//! Tracing subscriber setup
//!
//! Console output is JSON or human-readable; an optional rolling file gets the
//! same events without ANSI colors. `RUST_LOG` replaces the configured level.

use std::fs;

use tracing_appender::non_blocking::{NonBlocking, WorkerGuard};
use tracing_appender::rolling::{RollingFileAppender, Rotation};
use tracing_subscriber::{fmt, prelude::*, EnvFilter, Layer, Registry};

use crate::config::LoggingConfig;

type BoxedLayer = Box<dyn Layer<Registry> + Send + Sync>;

/// Flushes buffered file output on drop; keep it alive until exit.
pub struct LoggingGuard {
    _file: Option<WorkerGuard>,
}

pub fn init_logging(config: &LoggingConfig) -> anyhow::Result<LoggingGuard> {
    let mut layers = vec![console_layer(config.json)];

    let file_guard = if config.file_enabled {
        let (writer, guard) = rolling_writer(config)?;
        layers.push(file_layer(config.json, writer));
        Some(guard)
    } else {
        None
    };

    tracing_subscriber::registry()
        .with(layers)
        .with(env_filter(&config.level))
        .try_init()?;

    tracing::info!(
        level = %config.level,
        json = config.json,
        file_enabled = config.file_enabled,
        "Logging initialized"
    );

    Ok(LoggingGuard { _file: file_guard })
}

fn env_filter(level: &str) -> EnvFilter {
    EnvFilter::try_from_default_env().unwrap_or_else(|_| EnvFilter::new(default_directives(level)))
}

/// Our crates at `level`; sqlx statement logging stays at warn.
fn default_directives(level: &str) -> String {
    format!(
        "accounts_server={level},accounts={level},accounts_filter={level},tower_http=debug,sqlx=warn"
    )
}

fn console_layer(json: bool) -> BoxedLayer {
    if json {
        fmt::layer()
            .json()
            .with_current_span(true)
            .with_span_list(false)
            .with_writer(std::io::stdout)
            .boxed()
    } else {
        fmt::layer().with_target(true).with_writer(std::io::stdout).boxed()
    }
}

fn file_layer(json: bool, writer: NonBlocking) -> BoxedLayer {
    if json {
        fmt::layer()
            .json()
            .with_current_span(true)
            .with_span_list(false)
            .with_writer(writer)
            .boxed()
    } else {
        fmt::layer().with_ansi(false).with_writer(writer).boxed()
    }
}

fn rotation(name: &str) -> Rotation {
    match name {
        "hourly" => Rotation::HOURLY,
        "minutely" => Rotation::MINUTELY,
        "never" => Rotation::NEVER,
        _ => Rotation::DAILY,
    }
}

fn rolling_writer(config: &LoggingConfig) -> anyhow::Result<(NonBlocking, WorkerGuard)> {
    fs::create_dir_all(&config.file_directory)?;
    let appender = RollingFileAppender::builder()
        .rotation(rotation(&config.file_rotation))
        .filename_prefix(&config.file_prefix)
        .filename_suffix("log")
        .build(&config.file_directory)?;
    Ok(tracing_appender::non_blocking(appender))
}
//! LIKE pattern helpers.
//!
//! User input embedded into a LIKE pattern is escaped so `%`, `_` and `\`
//! match literally under Postgres' default escape character.

pub(crate) fn escape_like_pattern(s: &str) -> String {
    let mut out = String::with_capacity(s.len());
    for c in s.chars() {
        match c {
            '\\' | '%' | '_' => {
                out.push('\\');
                out.push(c);
            }
            _ => out.push(c),
        }
    }
    out
}

/// Split a raw list value on `,`, keeping empty elements so callers can reject them.
pub(crate) fn split_list(input: &str) -> impl Iterator<Item = &str> {
    input.split(',')
}
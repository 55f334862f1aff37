//! Per-request id and completion logging

use std::time::Instant;

use axum::{
    extract::Request,
    http::{HeaderMap, HeaderValue},
    middleware::Next,
    response::Response,
};
use tracing::Instrument;
use uuid::Uuid;

pub const REQUEST_ID_HEADER: &str = "x-request-id";
pub const CORRELATION_ID_HEADER: &str = "x-correlation-id";

/// Runs the request inside an `http_request` span tagged with a fresh id.
///
/// The id is returned in `x-request-id`. A caller-supplied `x-request-id` is
/// echoed back as `x-correlation-id`.
pub async fn request_id_middleware(req: Request, next: Next) -> Response {
    let request_id = Uuid::new_v4().to_string();
    let caller_id = header_str(req.headers(), REQUEST_ID_HEADER).map(str::to_owned);
    let method = req.method().clone();
    let path = req.uri().path().to_owned();

    let span = tracing::info_span!(
        "http_request",
        %method,
        %path,
        %request_id,
        status = tracing::field::Empty,
    );

    async move {
        let started = Instant::now();
        let mut response = next.run(req).await;

        let status = response.status().as_u16();
        tracing::Span::current().record("status", status);
        tracing::info!(
            status,
            elapsed_ms = started.elapsed().as_millis(),
            "Request finished"
        );

        tag_response(response.headers_mut(), &request_id, caller_id.as_deref());
        response
    }
    .instrument(span)
    .await
}

fn header_str<'h>(headers: &'h HeaderMap, name: &str) -> Option<&'h str> {
    headers.get(name).and_then(|v| v.to_str().ok())
}

fn tag_response(headers: &mut HeaderMap, request_id: &str, caller_id: Option<&str>) {
    if let Ok(value) = HeaderValue::from_str(request_id) {
        headers.insert(REQUEST_ID_HEADER, value);
    }
    if let Some(value) = caller_id
        .filter(|id| *id != request_id)
        .and_then(|id| HeaderValue::from_str(id).ok())
    {
        headers.insert(CORRELATION_ID_HEADER, value);
    }
}
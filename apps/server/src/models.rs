//! Response models

use serde::Serialize;

#[derive(Debug, Clone, Copy, PartialEq, Eq, Serialize)]
pub struct PremiumOut {
    pub start: i64,
    pub finish: i64,
}

/// One account in a filter response; only projected fields are set.
#[derive(Debug, Clone, Default, PartialEq, Eq, Serialize)]
pub struct AccountOut {
    pub id: i32,
    pub email: String,
    #[serde(skip_serializing_if = "Option::is_none")]
    pub sex: Option<String>,
    #[serde(skip_serializing_if = "Option::is_none")]
    pub status: Option<String>,
    #[serde(skip_serializing_if = "Option::is_none")]
    pub birth: Option<i64>,
    #[serde(skip_serializing_if = "Option::is_none")]
    pub joined: Option<i64>,
    #[serde(skip_serializing_if = "Option::is_none")]
    pub fname: Option<String>,
    #[serde(skip_serializing_if = "Option::is_none")]
    pub sname: Option<String>,
    #[serde(skip_serializing_if = "Option::is_none")]
    pub phone: Option<String>,
    #[serde(skip_serializing_if = "Option::is_none")]
    pub country: Option<String>,
    #[serde(skip_serializing_if = "Option::is_none")]
    pub city: Option<String>,
    #[serde(skip_serializing_if = "Option::is_none")]
    pub premium: Option<PremiumOut>,
}

#[derive(Debug, Clone, Default, Serialize)]
pub struct AccountsOut {
    pub accounts: Vec<AccountOut>,
}

#[cfg(test)]
mod tests {
    use super::*;
    use serde_json::json;

    #[test]
    fn unset_fields_are_omitted() {
        let account = AccountOut {
            id: 3,
            email: "a@b.ru".into(),
            city: Some("Москва".into()),
            premium: Some(PremiumOut {
                start: 1,
                finish: 2,
            }),
            ..AccountOut::default()
        };
        assert_eq!(
            serde_json::to_value(&account).unwrap(),
            json!({
                "id": 3,
                "email": "a@b.ru",
                "city": "Москва",
                "premium": {"start": 1, "finish": 2}
            })
        );
    }
}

WORK TASK:
Produce the whole listing again, exactly as it reads above.

TASK SOLUTION:
//! Tracing subscriber setup
//!
//! Console output is JSON or human-readable; an optional rolling file gets the
//! same events without ANSI colors. `RUST_LOG` replaces the configured level.

use std::fs;

use tracing_appender::non_blocking::{NonBlocking, WorkerGuard};
use tracing_appender::rolling::{RollingFileAppender, Rotation};
use tracing_subscriber::{fmt, prelude::*, EnvFilter, Layer, Registry};

use crate::config::LoggingConfig;

type BoxedLayer = Box<dyn Layer<Registry> + Send + Sync>;

/// Flushes buffered file output on drop; keep it alive until exit.
pub struct LoggingGuard {
    _file: Option<WorkerGuard>,
}

pub fn init_logging(config: &LoggingConfig) -> anyhow::Result<LoggingGuard> {
    let mut layers = vec![console_layer(config.json)];

    let file_guard = if config.file_enabled {
        let (writer, guard) = rolling_writer(config)?;
        layers.push(file_layer(config.json, writer));
        Some(guard)
    } else {
        None
    };

    tracing_subscriber::registry()
        .with(layers)
        .with(env_filter(&config.level))
        .try_init()?;

    tracing::info!(
        level = %config.level,
        json = config.json,
        file_enabled = config.file_enabled,
        "Logging initialized"
    );

    Ok(LoggingGuard { _file: file_guard })
}

fn env_filter(level: &str) -> EnvFilter {
    EnvFilter::try_from_default_env().unwrap_or_else(|_| EnvFilter::new(default_directives(level)))
}

/// Our crates at `level`; sqlx statement logging stays at warn.
fn default_directives(level: &str) -> String {
    format!(
        "accounts_server={level},accounts={level},accounts_filter={level},tower_http=debug,sqlx=warn"
    )
}

fn console_layer(json: bool) -> BoxedLayer {
    if json {
        fmt::layer()
            .json()
            .with_current_span(true)
            .with_span_list(false)
            .with_writer(std::io::stdout)
            .boxed()
    } else {
        fmt::layer().with_target(true).with_writer(std::io::stdout).boxed()
    }
}

fn file_layer(json: bool, writer: NonBlocking) -> BoxedLayer {
    if json {
        fmt::layer()
            .json()
            .with_current_span(true)
            .with_span_list(false)
            .with_writer(writer)
            .boxed()
    } else {
        fmt::layer().with_ansi(false).with_writer(writer).boxed()
    }
}

fn rotation(name: &str) -> Rotation {
    match name {
        "hourly" => Rotation::HOURLY,
        "minutely" => Rotation::MINUTELY,
        "never" => Rotation::NEVER,
        _ => Rotation::DAILY,
    }
}

fn rolling_writer(config: &LoggingConfig) -> anyhow::Result<(NonBlocking, WorkerGuard)> {
    fs::create_dir_all(&config.file_directory)?;
    let appender = RollingFileAppender::builder()
        .rotation(rotation(&config.file_rotation))
        .filename_prefix(&config.file_prefix)
        .filename_suffix("log")
        .build(&config.file_directory)?;
    Ok(tracing_appender::non_blocking(appender))
}
//! LIKE pattern helpers.
//!
//! User input embedded into a LIKE pattern is escaped so `%`, `_` and `\`
//! match literally under Postgres' default escape character.

pub(crate) fn escape_like_pattern(s: &str) -> String {
    let mut out = String::with_capacity(s.len());
    for c in s.chars() {
        match c {
            '\\' | '%' | '_' => {
                out.push('\\');
                out.push(c);
            }
            _ => out.push(c),
        }
    }
    out
}

/// Split a raw list value on `,`, keeping empty elements so callers can reject them.
pub(crate) fn split_list(input: &str) -> impl Iterator<Item = &str> {
    input.split(',')
}
repository 55f334862f1aff37
//! Per-request id and completion logging

use std::time::Instant;

use axum::{
    extract::Request,
    http::{HeaderMap, HeaderValue},
    middleware::Next,
    response::Response,
};
use tracing::Instrument;
use uuid::Uuid;

pub const REQUEST_ID_HEADER: &str = "x-request-id";
pub const CORRELATION_ID_HEADER: &str = "x-correlation-id";

/// Runs the request inside an `http_request` span tagged with a fresh id.
///
/// The id is returned in `x-request-id`. A caller-supplied `x-request-id` is
/// echoed back as `x-correlation-id`.
pub async fn request_id_middleware(req: Request, next: Next) -> Response {
    let request_id = Uuid::new_v4().to_string();
    let caller_id = header_str(req.headers(), REQUEST_ID_HEADER).map(str::to_owned);
    let method = req.method().clone();
    let path = req.uri().path().to_owned();

    let span = tracing::info_span!(
        "http_request",
        %method,
        %path,
        %request_id,
        status = tracing::field::Empty,
    );

    async move {
        let started = Instant::now();
        let mut response = next.run(req).await;

        let status = response.status().as_u16();
        tracing::Span::current().record("status", status);
        tracing::info!(
            status,
            elapsed_ms = started.elapsed().as_millis(),
            "Request finished"
        );

        tag_response(response.headers_mut(), &request_id, caller_id.as_deref());
        response
    }
    .instrument(span)
    .await
}

fn header_str<'h>(headers: &'h HeaderMap, name: &str) -> Option<&'h str> {
    headers.get(name).and_then(|v| v.to_str().ok())
}

fn tag_response(headers: &mut HeaderMap, request_id: &str, caller_id: Option<&str>) {
    if let Ok(value) = HeaderValue::from_str(request_id) {
        headers.insert(REQUEST_ID_HEADER, value);
    }
    if let Some(value) = caller_id
        .filter(|id| *id != request_id)
        .and_then(|id| HeaderValue::from_str(id).ok())
    {
        headers.insert(CORRELATION_ID_HEADER, value);
    }
}
filename apps/server/src/models.rs
//! Response models

use serde::Serialize;

#[derive(Debug, Clone, Copy, PartialEq, Eq, Serialize)]
pub struct PremiumOut {
    pub start: i64,
    pub finish: i64,
}

/// One account in a filter response; only projected fields are set.
#[derive(Debug, Clone, Default, PartialEq, Eq, Serialize)]
pub struct AccountOut {
    pub id: i32,
    pub email: String,
    #[serde(skip_serializing_if = "Option::is_none")]
    pub sex: Option<String>,
    #[serde(skip_serializing_if = "Option::is_none")]
    pub status: Option<String>,
    #[serde(skip_serializing_if = "Option::is_none")]
    pub birth: Option<i64>,
    #[serde(skip_serializing_if = "Option::is_none")]
    pub joined: Option<i64>,
    #[serde(skip_serializing_if = "Option::is_none")]
    pub fname: Option<String>,
    #[serde(skip_serializing_if = "Option::is_none")]
    pub sname: Option<String>,
    #[serde(skip_serializing_if = "Option::is_none")]
    pub phone: Option<String>,
    #[serde(skip_serializing_if = "Option::is_none")]
    pub country: Option<String>,
    #[serde(skip_serializing_if = "Option::is_none")]
    pub city: Option<String>,
    #[serde(skip_serializing_if = "Option::is_none")]
    pub premium: Option<PremiumOut>,
}

#[derive(Debug, Clone, Default, Serialize)]
pub struct AccountsOut {
    pub accounts: Vec<AccountOut>,
}

#[cfg(test)]
mod tests {
    use super::*;
    use serde_json::json;

    #[test]
    fn unset_fields_are_omitted() {
        let account = AccountOut {
            id: 3,
            email: "a@b.ru".into(),
            city: Some("Москва".into()),
            premium: Some(PremiumOut {
                start: 1,
                finish: 2,
            }),
            ..AccountOut::default()
        };
        assert_eq!(
            serde_json::to_value(&account).unwrap(),
            json!({
                "id": 3,
                "email": "a@b.ru",
                "city": "Москва",
                "premium": {"start": 1, "finish": 2}
            })
        );
    }
}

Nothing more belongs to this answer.